Documentary: Cybercops (2000)

Cybercops is a Channel 4 UK documentary first aired on December 21st 2000. The documentary explores threats to electronic commerce at the turn of the century and the work done by various private companies and law enforcement agencies to defend it.

The documentary offers a coverage of HOPE and Defcon conferences as a way to introduce hackers to the viewer. Cult of the Dead Cow (CDC) is prominently featured with interviews of Deth Vegetable and Sir Dystic. The two talk about the rationale for developing and releasing tools to circumvent security in Windows systems as a way to increase awareness and security of Microsoft’s products. At the same time, viewers are presented with clips of wild CDC parties and theatrical presentations at the conferences. The rest of this segment covers Chris Rouland and his crew discussing and carrying out intelligence gathering at the two conferences looking for new tools, hacking methods and future hacker stars.

A large chunk of the documentary is dedicated to interviews with Law Enforcement agents and private companies discussing various types of hacking attacks against Internet users, e-commerce sites, financial system and kids.
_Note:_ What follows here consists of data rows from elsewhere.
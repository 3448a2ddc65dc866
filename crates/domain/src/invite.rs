// Copyright (C) 2026 Fred Clausen
// Use of this source code is governed by an MIT-style
// license that can be found in the LICENSE file or at
// https://opensource.org/licenses/MIT.

//! Staff invite lifecycle rules.
//!
//! An invite is a single-use token granting onboarding rights with a
//! pre-assigned role set and city. It transitions `accepted: false → true`
//! exactly once, only before its expiry, only via successful onboarding
//! completion. The store-level acceptance must be a conditional update
//! guarded by `accepted = false`.

use crate::error::DomainError;
use crate::types::StaffRole;
use serde::{Deserialize, Serialize};
use time::format_description::well_known::Iso8601;
use time::{Duration, OffsetDateTime};

/// How long an invite stays valid after creation.
pub const INVITE_VALIDITY: Duration = Duration::days(7);

/// A single-use staff onboarding invite.
#[derive(Debug, Clone, PartialEq, Eq, Serialize, Deserialize)]
pub struct StaffInvite {
    /// Canonical identifier assigned by the database.
    pub invite_id: Option<i64>,
    /// The invitee's email address.
    pub email: String,
    /// Profile id of the inviting admin.
    pub invited_by: String,
    /// Staff capabilities granted on completion.
    pub staff_roles: Vec<StaffRole>,
    /// Home city assigned on completion.
    pub city: String,
    /// Unique random token carried in the invite URL.
    pub token: String,
    /// Whether the invite has been consumed.
    pub accepted: bool,
    /// Creation timestamp (ISO 8601).
    pub created_at: String,
    /// Expiry timestamp (ISO 8601). Fixed forward offset from creation.
    pub expires_at: String,
}

impl StaffInvite {
    /// Computes the expiry timestamp for an invite created at `created_at`.
    #[must_use]
    pub fn expiry_from(created_at: OffsetDateTime) -> OffsetDateTime {
        created_at + INVITE_VALIDITY
    }

    /// Returns true if the invite is past its expiry at `now`.
    ///
    /// # Errors
    ///
    /// Returns `DomainError::TimestampParseError` if the stored expiry
    /// timestamp cannot be parsed.
    pub fn is_expired(&self, now: OffsetDateTime) -> Result<bool, DomainError> {
        let expires_at: OffsetDateTime = OffsetDateTime::parse(&self.expires_at, &Iso8601::DEFAULT)
            .map_err(|e| DomainError::TimestampParseError {
                timestamp: self.expires_at.clone(),
                error: e.to_string(),
            })?;
        Ok(now > expires_at)
    }

    /// Checks that this invite can still be used at `now`.
    ///
    /// # Errors
    ///
    /// Returns `DomainError::InviteAlreadyAccepted` if the invite has been
    /// consumed, `DomainError::InviteExpired` if it is past its expiry, or
    /// a parse error for a malformed stored timestamp.
    pub fn check_usable(&self, now: OffsetDateTime) -> Result<(), DomainError> {
        if self.accepted {
            return Err(DomainError::InviteAlreadyAccepted);
        }
        if self.is_expired(now)? {
            return Err(DomainError::InviteExpired {
                expires_at: self.expires_at.clone(),
            });
        }
        Ok(())
    }
}

#[cfg(test)]
mod tests {
    #![allow(clippy::unwrap_used)]

    use super::*;
    use time::macros::datetime;

    fn create_test_invite(accepted: bool, expires_at: &str) -> StaffInvite {
        StaffInvite {
            invite_id: Some(1),
            email: String::from("new.hire@example.com"),
            invited_by: String::from("admin-1"),
            staff_roles: vec![StaffRole::Server],
            city: String::from("San Francisco"),
            token: String::from("deadbeef"),
            accepted,
            created_at: String::from("2026-03-01T12:00:00Z"),
            expires_at: expires_at.to_string(),
        }
    }

    #[test]
    fn test_expiry_is_a_fixed_forward_offset() {
        let created = datetime!(2026-03-01 12:00:00 UTC);
        let expiry = StaffInvite::expiry_from(created);
        assert_eq!(expiry, datetime!(2026-03-08 12:00:00 UTC));
    }

    #[test]
    fn test_unaccepted_invite_before_expiry_is_usable() {
        let invite = create_test_invite(false, "2026-03-08T12:00:00Z");
        let now = datetime!(2026-03-05 00:00:00 UTC);
        assert!(invite.check_usable(now).is_ok());
    }

    #[test]
    fn test_accepted_invite_is_rejected_even_before_expiry() {
        let invite = create_test_invite(true, "2026-03-08T12:00:00Z");
        let now = datetime!(2026-03-02 00:00:00 UTC);
        assert_eq!(
            invite.check_usable(now),
            Err(DomainError::InviteAlreadyAccepted)
        );
    }

    #[test]
    fn test_expired_invite_is_rejected_even_if_unaccepted() {
        // Created at T with a 7-day expiry, validated at T+8 days.
        let invite = create_test_invite(false, "2026-03-08T12:00:00Z");
        let now = datetime!(2026-03-09 12:00:00 UTC);
        assert!(matches!(
            invite.check_usable(now),
            Err(DomainError::InviteExpired { .. })
        ));
    }

    #[test]
    fn test_exact_expiry_instant_is_still_valid() {
        let invite = create_test_invite(false, "2026-03-08T12:00:00Z");
        let now = datetime!(2026-03-08 12:00:00 UTC);
        assert!(invite.check_usable(now).is_ok());
    }

    #[test]
    fn test_malformed_expiry_surfaces_parse_error() {
        let invite = create_test_invite(false, "not-a-timestamp");
        let now = datetime!(2026-03-05 00:00:00 UTC);
        assert!(matches!(
            invite.check_usable(now),
            Err(DomainError::TimestampParseError { .. })
        ));
    }
}
// Copyright (C) 2026 Fred Clausen
// Use of this source code is governed by an MIT-style
// license that can be found in the LICENSE file or at
// https://opensource.org/licenses/MIT.

use crate::{
    AvailabilityStatus, DomainError, EventStatus, Message, ProfileRole, StaffProfile, StaffRole,
};
use std::str::FromStr;

#[test]
fn test_profile_role_round_trip() {
    for role in [
        ProfileRole::Admin,
        ProfileRole::Staff,
        ProfileRole::Client,
        ProfileRole::Vendor,
    ] {
        assert_eq!(ProfileRole::parse(role.as_str()).unwrap(), role);
    }
}

#[test]
fn test_profile_role_rejects_unknown() {
    assert!(matches!(
        ProfileRole::parse("superuser"),
        Err(DomainError::InvalidProfileRole(_))
    ));
}

#[test]
fn test_staff_role_round_trip() {
    for role in StaffRole::ALL {
        assert_eq!(StaffRole::from_str(role.as_str()).unwrap(), role);
    }
}

#[test]
fn test_staff_role_rejects_unknown() {
    assert!(StaffRole::parse("sommelier").is_err());
}

#[test]
fn test_availability_status_round_trip() {
    for status in [
        AvailabilityStatus::Available,
        AvailabilityStatus::Assigned,
        AvailabilityStatus::Unavailable,
    ] {
        assert_eq!(AvailabilityStatus::parse(status.as_str()).unwrap(), status);
    }
}

#[test]
fn test_event_status_round_trip() {
    for status in [
        EventStatus::Draft,
        EventStatus::Open,
        EventStatus::Live,
        EventStatus::Completed,
    ] {
        assert_eq!(EventStatus::parse(status.as_str()).unwrap(), status);
    }
}

#[test]
fn test_event_lifecycle_moves_forward_only() {
    assert!(EventStatus::Draft.can_transition_to(EventStatus::Open));
    assert!(EventStatus::Open.can_transition_to(EventStatus::Live));
    assert!(EventStatus::Live.can_transition_to(EventStatus::Completed));

    // Backward and skipping transitions are rejected.
    assert!(!EventStatus::Open.can_transition_to(EventStatus::Draft));
    assert!(!EventStatus::Draft.can_transition_to(EventStatus::Live));
    assert!(!EventStatus::Completed.can_transition_to(EventStatus::Draft));
    assert!(!EventStatus::Live.can_transition_to(EventStatus::Open));
}

#[test]
fn test_event_lifecycle_validate_transition_error() {
    let result = EventStatus::Completed.validate_transition(EventStatus::Open);
    assert!(matches!(
        result,
        Err(DomainError::InvalidStatusTransition { .. })
    ));
    assert!(EventStatus::Completed.is_terminal());
}

fn create_test_staff(status: AvailabilityStatus) -> StaffProfile {
    StaffProfile {
        id: String::from("staff-1"),
        staff_roles: vec![StaffRole::Server, StaffRole::Bartender],
        city: String::from("Oakland"),
        status,
    }
}

#[test]
fn test_staff_profile_has_role() {
    let staff = create_test_staff(AvailabilityStatus::Available);
    assert!(staff.has_role(StaffRole::Server));
    assert!(staff.has_role(StaffRole::Bartender));
    assert!(!staff.has_role(StaffRole::Security));
}

#[test]
fn test_staff_profile_availability() {
    assert!(create_test_staff(AvailabilityStatus::Available).is_available());
    assert!(!create_test_staff(AvailabilityStatus::Assigned).is_available());
    assert!(!create_test_staff(AvailabilityStatus::Unavailable).is_available());
}

fn create_test_message(is_private: bool, recipient: Option<&str>) -> Message {
    Message {
        message_id: Some(1),
        event_id: 10,
        sender_id: String::from("staff-1"),
        content: String::from("Running 10 minutes late"),
        is_private,
        private_recipient_id: recipient.map(ToString::to_string),
        created_at: String::from("2026-03-01T09:00:00Z"),
    }
}

#[test]
fn test_public_message_visible_to_anyone() {
    let message = create_test_message(false, None);
    assert!(message.visible_to("staff-2", false));
    assert!(message.visible_to("anyone", false));
}

#[test]
fn test_private_message_visible_to_sender_recipient_and_admin() {
    let message = create_test_message(true, Some("staff-2"));
    assert!(message.visible_to("staff-1", false)); // sender
    assert!(message.visible_to("staff-2", false)); // recipient
    assert!(message.visible_to("admin-1", true)); // admin
    assert!(!message.visible_to("staff-3", false)); // unrelated viewer
}

#[test]
fn test_private_message_without_recipient_hidden_from_others() {
    let message = create_test_message(true, None);
    assert!(message.visible_to("staff-1", false));
    assert!(!message.visible_to("staff-2", false));
}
A segment with a USSS Electronic Crimes Task Force special agent, Nancy Yule, talks about the ease with which hackers can see everything that Internet users do on their computers with tools such as CDC’s Back Orifice. Nancy advises never to purchase anything online to a group of wide-eyed agents. At the same time, she advises police officers just how easy it is to intercept and modify communications sent by portable computer terminals in their cars.
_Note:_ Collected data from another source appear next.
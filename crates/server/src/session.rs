// Copyright (C) 2026 Fred Clausen
// Use of this source code is governed by an MIT-style
// license that can be found in the LICENSE file or at
// https://opensource.org/licenses/MIT.

//! Session extraction and authentication middleware for the server.
//!
//! This module provides Axum extractors for validating session tokens
//! and enforcing authentication at the server boundary.

use axum::{
    extract::FromRequestParts,
    http::{StatusCode, request::Parts},
    response::{IntoResponse, Response},
};
use tracing::{debug, warn};

use crewcall_api::{AuthenticatedActor, AuthenticationService};
use crewcall_domain::Profile;

use crate::AppState;

/// Extractor for authenticated profiles.
///
/// This extractor validates the session token from the Authorization
/// header and returns the authenticated actor together with its
/// directory profile, resolved once per request.
///
/// # Authentication Flow
///
/// 1. Extract `Authorization: Bearer <token>` header
/// 2. Validate the token via `AuthenticationService::validate_session`
/// 3. Check session expiration
/// 4. Resolve the session's profile and role
/// 5. Return `AuthenticatedActor` and the resolved `Profile`
///
/// # Errors
///
/// Returns HTTP 401 Unauthorized if:
/// - Authorization header is missing
/// - Authorization header format is invalid
/// - Session token is invalid or expired
/// - The session's profile no longer exists
pub struct SessionProfile(pub AuthenticatedActor, pub Profile);

impl FromRequestParts<AppState> for SessionProfile {
    type Rejection = SessionError;

    async fn from_request_parts(
        parts: &mut Parts,
        state: &AppState,
    ) -> Result<Self, Self::Rejection> {
        // Extract Authorization header
        let auth_header = parts
            .headers
            .get("Authorization")
            .ok_or_else(|| {
                debug!("Missing Authorization header");
                SessionError::MissingAuthorizationHeader
            })?
            .to_str()
            .map_err(|_| {
                warn!("Invalid Authorization header encoding");
                SessionError::InvalidAuthorizationHeader
            })?;

        // Parse Bearer token
        let token = auth_header.strip_prefix("Bearer ").ok_or_else(|| {
            warn!("Authorization header does not start with 'Bearer '");
            SessionError::InvalidAuthorizationHeader
        })?;

        // Validate session
        let mut persistence = state.persistence.lock().await;
        let (actor, profile) = AuthenticationService::validate_session(&mut persistence, token)
            .map_err(|e| {
                warn!(error = %e, "Session validation failed");
                SessionError::InvalidSession(e.to_string())
            })?;

        debug!(
            profile_id = %profile.id,
            role = ?actor.role,
            "Session validated successfully"
        );

        Ok(Self(actor, profile))
    }
}

/// Session extraction errors.
///
/// These errors are returned when session validation fails and are
/// automatically converted to HTTP responses.
#[derive(Debug)]
pub enum SessionError {
    /// Authorization header is missing.
    MissingAuthorizationHeader,
    /// Authorization header format is invalid.
    InvalidAuthorizationHeader,
    /// Session validation failed.
    InvalidSession(String),
}

impl IntoResponse for SessionError {
    fn into_response(self) -> Response {
        let (status, message) = match self {
            Self::MissingAuthorizationHeader => {
                (StatusCode::UNAUTHORIZED, "Missing Authorization header")
            }
            Self::InvalidAuthorizationHeader => (
                StatusCode::UNAUTHORIZED,
                "Invalid Authorization header format. Expected: 'Bearer <token>'",
            ),
            Self::InvalidSession(reason) => {
                return (
                    StatusCode::UNAUTHORIZED,
                    format!("Session validation failed: {reason}"),
                )
                    .into_response();
            }
        };

        (status, message).into_response()
    }
}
A Symantec virologist, Motayaki Yamamura, discusses some of the destructive virus payloads that format user hard drives and destroy files. At the same time he predicts that the future of computer viruses is not to destroy but to steal sensitive information from computers. Another example of private companies combating Internet crime is a segment at IBM’s Monitoring Center in Boulder, Colorado where we are walked through a typical detection and incident response process with Dough Brown and an unnamed analyst.
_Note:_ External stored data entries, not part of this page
/// Query parameters for the eligible-candidate listing.
#[derive(Debug, Deserialize)]
struct EligibleStaffQuery {
    /// The target event.
    event_id: i64,
    /// The role to staff.
    role: String,
}

// ============================================================================
// Invite endpoints
// ============================================================================

/// Handler for POST `/staff/invite`.
///
/// Creates a staff invite and returns the sign-up URL.
async fn handle_create_invite(
    AxumState(app_state): AxumState<AppState>,
    SessionProfile(actor, _profile): SessionProfile,
    Json(req): Json<CreateInviteRequest>,
) -> Result<Json<CreateInviteResponse>, HttpError> {
    info!(email = %req.email, actor_id = %actor.id, "Handling create invite request");

    let mut persistence = app_state.persistence.lock().await;
    let response: CreateInviteResponse = crewcall_api::create_staff_invite(
        &mut persistence,
        req,
        &actor,
        &app_state.base_url,
        OffsetDateTime::now_utc(),
    )?;
    drop(persistence);

    Ok(Json(response))
}

/// Handler for GET `/staff/invite`.
///
/// Lists all invites (admin only).
async fn handle_list_invites(
    AxumState(app_state): AxumState<AppState>,
    SessionProfile(actor, _profile): SessionProfile,
) -> Result<Json<ListInvitesResponse>, HttpError> {
    let mut persistence = app_state.persistence.lock().await;
    let response: ListInvitesResponse =
        crewcall_api::list_staff_invites(&mut persistence, &actor)?;
    drop(persistence);

    Ok(Json(response))
}

/// Handler for GET `/staff/onboarding/{token}`.
///
/// Pre-auth display of an invite's email, city, and assigned roles.
async fn handle_validate_invite(
    AxumState(app_state): AxumState<AppState>,
    Path(token): Path<String>,
) -> Result<Json<ValidateInviteResponse>, HttpError> {
    let mut persistence = app_state.persistence.lock().await;
    let response: ValidateInviteResponse =
        crewcall_api::validate_invite(&mut persistence, &token, OffsetDateTime::now_utc())?;
    drop(persistence);

    Ok(Json(response))
}

/// Handler for POST `/staff/complete-onboarding`.
///
/// Consumes the invite and promotes the authenticated identity to
/// staff. Per the endpoint contract an unknown, consumed, or expired
/// token is a 400, not a 404.
async fn handle_complete_onboarding(
    AxumState(app_state): AxumState<AppState>,
    SessionProfile(actor, _profile): SessionProfile,
    Json(req): Json<CompleteOnboardingRequest>,
) -> Result<Json<CompleteOnboardingResponse>, HttpError> {
    info!(profile_id = %actor.id, "Handling complete onboarding request");

    let mut persistence = app_state.persistence.lock().await;
    let result = crewcall_api::complete_onboarding(
        &mut persistence,
        &req,
        &actor,
        OffsetDateTime::now_utc(),
    );
    drop(persistence);

    match result {
        Ok(response) => Ok(Json(response)),
        Err(err @ ApiError::ResourceNotFound { .. }) => Err(HttpError {
            status: StatusCode::BAD_REQUEST,
            message: err.to_string(),
        }),
        Err(err) => Err(err.into()),
    }
}

// ============================================================================
// Event endpoints
// ============================================================================

/// Handler for POST `/events`.
async fn handle_create_event(
    AxumState(app_state): AxumState<AppState>,
    SessionProfile(actor, _profile): SessionProfile,
    Json(req): Json<CreateEventRequest>,
) -> Result<Json<CreateEventResponse>, HttpError> {
    info!(title = %req.title, actor_id = %actor.id, "Handling create event request");

    let mut persistence = app_state.persistence.lock().await;
    let response: CreateEventResponse =
        crewcall_api::create_event(&mut persistence, req, &actor, OffsetDateTime::now_utc())?;
    drop(persistence);

    app_state.broadcaster.broadcast(&LiveEvent::EventCreated {
        event_id: response.event_id,
    });

    Ok(Json(response))
}

/// Handler for GET `/events`.
async fn handle_list_events(
    AxumState(app_state): AxumState<AppState>,
    SessionProfile(actor, _profile): SessionProfile,
) -> Result<Json<ListEventsResponse>, HttpError> {
    let mut persistence = app_state.persistence.lock().await;
    let response: ListEventsResponse = crewcall_api::list_events(&mut persistence, &actor)?;
    drop(persistence);

    Ok(Json(response))
}

/// Handler for GET `/events/{event_id}`.
async fn handle_get_event(
    AxumState(app_state): AxumState<AppState>,
    SessionProfile(_actor, _profile): SessionProfile,
    Path(event_id): Path<i64>,
) -> Result<Json<GetEventResponse>, HttpError> {
    let mut persistence = app_state.persistence.lock().await;
    let response: GetEventResponse = crewcall_api::get_event(&mut persistence, event_id)?;
    drop(persistence);

    Ok(Json(response))
}

/// Handler for POST `/events/{event_id}/status`.
async fn handle_update_event_status(
    AxumState(app_state): AxumState<AppState>,
    SessionProfile(actor, _profile): SessionProfile,
    Path(event_id): Path<i64>,
    Json(req): Json<UpdateEventStatusRequest>,
) -> Result<Json<UpdateEventStatusResponse>, HttpError> {
    let mut persistence = app_state.persistence.lock().await;
    let response: UpdateEventStatusResponse =
        crewcall_api::update_event_status(&mut persistence, event_id, &req, &actor)?;
    drop(persistence);

    app_state
        .broadcaster
        .broadcast(&LiveEvent::EventStatusChanged {
            event_id,
            status: response.status.clone(),
        });

    Ok(Json(response))
}

/// Handler for GET `/events/{event_id}/staffing`.
///
/// Per-role and aggregate fulfillment for the event.
async fn handle_get_event_staffing(
    AxumState(app_state): AxumState<AppState>,
    SessionProfile(_actor, _profile): SessionProfile,
    Path(event_id): Path<i64>,
) -> Result<Json<EventStaffingResponse>, HttpError> {
    let mut persistence = app_state.persistence.lock().await;
    let response: EventStaffingResponse =
        crewcall_api::get_event_staffing(&mut persistence, event_id)?;
    drop(persistence);

    Ok(Json(response))
}

// ============================================================================
// Dispatch endpoints
// ============================================================================

/// Handler for POST `/dispatch`.
///
/// Issues dispatch offers to a set of candidates.
async fn handle_issue_dispatch(
    AxumState(app_state): AxumState<AppState>,
    SessionProfile(actor, _profile): SessionProfile,
    Json(req): Json<IssueDispatchRequest>,
) -> Result<Json<IssueDispatchResponse>, HttpError> {
    info!(
        event_id = req.event_id,
        role = %req.staff_role,
        candidates = req.staff_ids.len(),
        "Handling issue dispatch request"
    );

    let event_id: i64 = req.event_id;
    let staff_role: String = req.staff_role.clone();

    let mut persistence = app_state.persistence.lock().await;
    let response: IssueDispatchResponse = crewcall_api::issue_dispatch(
        &mut persistence,
        &req,
        &actor,
        OffsetDateTime::now_utc(),
    )?;
    drop(persistence);

    app_state.broadcaster.broadcast(&LiveEvent::DispatchIssued {
        event_id,
        staff_role,
        count: response.dispatches.len(),
    });

    Ok(Json(response))
}

/// Handler for POST `/dispatch/{dispatch_id}/respond`.
async fn handle_respond_dispatch(
    AxumState(app_state): AxumState<AppState>,
    SessionProfile(actor, _profile): SessionProfile,
    Path(dispatch_id): Path<i64>,
    Json(req): Json<RespondDispatchRequest>,
) -> Result<Json<RespondDispatchResponse>, HttpError> {
    let mut persistence = app_state.persistence.lock().await;
    let response: RespondDispatchResponse = crewcall_api::respond_dispatch(
        &mut persistence,
        dispatch_id,
        &req,
        &actor,
        OffsetDateTime::now_utc(),
    )?;
    drop(persistence);

    app_state
        .broadcaster
        .broadcast(&LiveEvent::DispatchResponded {
            dispatch_id,
            event_id: response.dispatch.event_id,
            status: response.dispatch.status.clone(),
        });

    Ok(Json(response))
}

/// Handler for GET `/events/{event_id}/dispatches`.
async fn handle_list_event_dispatches(
    AxumState(app_state): AxumState<AppState>,
    SessionProfile(actor, _profile): SessionProfile,
    Path(event_id): Path<i64>,
) -> Result<Json<ListDispatchesResponse>, HttpError> {
    let mut persistence = app_state.persistence.lock().await;
    let response: ListDispatchesResponse =
        crewcall_api::list_event_dispatches(&mut persistence, event_id, &actor)?;
    drop(persistence);

    Ok(Json(response))
}

/// Handler for GET `/jobs`.
///
/// The acting staff member's offers and placements.
async fn handle_list_jobs(
    AxumState(app_state): AxumState<AppState>,
    SessionProfile(actor, _profile): SessionProfile,
) -> Result<Json<ListJobsResponse>, HttpError> {
    let mut persistence = app_state.persistence.lock().await;
    let response: ListJobsResponse = crewcall_api::list_jobs(&mut persistence, &actor)?;
    drop(persistence);

    Ok(Json(response))
}

/// Handler for GET `/staff/eligible`.
async fn handle_list_eligible_staff(
    AxumState(app_state): AxumState<AppState>,
    SessionProfile(actor, _profile): SessionProfile,
    Query(query): Query<EligibleStaffQuery>,
) -> Result<Json<ListEligibleStaffResponse>, HttpError> {
    let mut persistence = app_state.persistence.lock().await;
    let response: ListEligibleStaffResponse = crewcall_api::list_eligible_staff(
        &mut persistence,
        query.event_id,
        &query.role,
        &actor,
    )?;
    drop(persistence);

    Ok(Json(response))
}

// ============================================================================
// Staff directory endpoints
// ============================================================================

/// Handler for GET `/staff`.
async fn handle_list_staff(
    AxumState(app_state): AxumState<AppState>,
    SessionProfile(actor, _profile): SessionProfile,
    Query(query): Query<ListStaffQuery>,
) -> Result<Json<ListStaffResponse>, HttpError> {
    let mut persistence = app_state.persistence.lock().await;
    let response: ListStaffResponse = crewcall_api::list_staff(
        &mut persistence,
        query.city.as_deref(),
        query.status.as_deref(),
        query.role.as_deref(),
        &actor,
    )?;
    drop(persistence);

    Ok(Json(response))
}

/// Handler for POST `/staff/{staff_id}`.
///
/// Administrative edit of a staff member's capabilities, city, and
/// availability.
async fn handle_update_staff(
    AxumState(app_state): AxumState<AppState>,
    SessionProfile(actor, _profile): SessionProfile,
    Path(staff_id): Path<String>,
    Json(req): Json<UpdateStaffRequest>,
) -> Result<Json<UpdateStaffResponse>, HttpError> {
    let mut persistence = app_state.persistence.lock().await;
    let response: UpdateStaffResponse =
        crewcall_api::update_staff(&mut persistence, &staff_id, &req, &actor)?;
    drop(persistence);

    Ok(Json(response))
}

// ============================================================================
// Chat endpoints
// ============================================================================

/// Handler for POST `/events/{event_id}/messages`.
async fn handle_post_message(
    AxumState(app_state): AxumState<AppState>,
    SessionProfile(actor, _profile): SessionProfile,
    Path(event_id): Path<i64>,
    Json(req): Json<PostMessageRequest>,
) -> Result<Json<PostMessageResponse>, HttpError> {
    let mut persistence = app_state.persistence.lock().await;
    let response: PostMessageResponse = crewcall_api::post_message(
        &mut persistence,
        event_id,
        &req,
        &actor,
        OffsetDateTime::now_utc(),
    )?;
    drop(persistence);

    app_state.broadcaster.broadcast(&LiveEvent::MessagePosted {
        event_id,
        message_id: response.message.message_id,
    });

    Ok(Json(response))
}

/// Handler for GET `/events/{event_id}/messages`.
async fn handle_list_messages(
    AxumState(app_state): AxumState<AppState>,
    SessionProfile(actor, _profile): SessionProfile,
    Path(event_id): Path<i64>,
) -> Result<Json<ListMessagesResponse>, HttpError> {
    let mut persistence = app_state.persistence.lock().await;
    let response: ListMessagesResponse =
        crewcall_api::list_messages(&mut persistence, event_id, &actor)?;
    drop(persistence);

    Ok(Json(response))
}

// ============================================================================
// Dashboard, identity, and introspection endpoints
// ============================================================================

/// Handler for GET `/dashboard/summary`.
async fn handle_dashboard_summary(
    AxumState(app_state): AxumState<AppState>,
    SessionProfile(actor, _profile): SessionProfile,
) -> Result<Json<DashboardSummaryResponse>, HttpError> {
    let mut persistence = app_state.persistence.lock().await;
    let response: DashboardSummaryResponse =
        crewcall_api::get_dashboard_summary(&mut persistence, &actor)?;
    drop(persistence);

    Ok(Json(response))
}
The documentary includes a coverage of several popular criminal cases. Detective Michael Brausam from LAPD’s Computer Crimes Unit talks about how he tracked down Dennis Moran aka Coolio after he defaced several websites. One of the more interesting interviews is with Michael Bloomberg who talks about his experience with online extortionists. In this incident, FBI and Michael Bloomberg were able to lure the two Kazakh extortionists to London in order to capture and extradite them back to the United States for prosecution. At last, a detailed view on identifying and capturing online predators is offered by Sacramento Valley’s Hi Tech Crimes Force.

Cybercops was released in the time of the dot-COM boom, when the rapidly growing electronic commerce has faced privacy and security issues of the online world. In that vacuum we can observe law enforcement agencies slowly adapting to an Internet equivalent of policemen and various private entities attempting to build businesses around fear and uncertainty. By far the smallest and the narrowest coverage in the documentary is that of hackers who are represented as wild internet delinquents set out on the quest of world domination. In that respect the documentary fails to identify hackers of varying ethical standards and how each of them present a unique threat or benefit to the online world.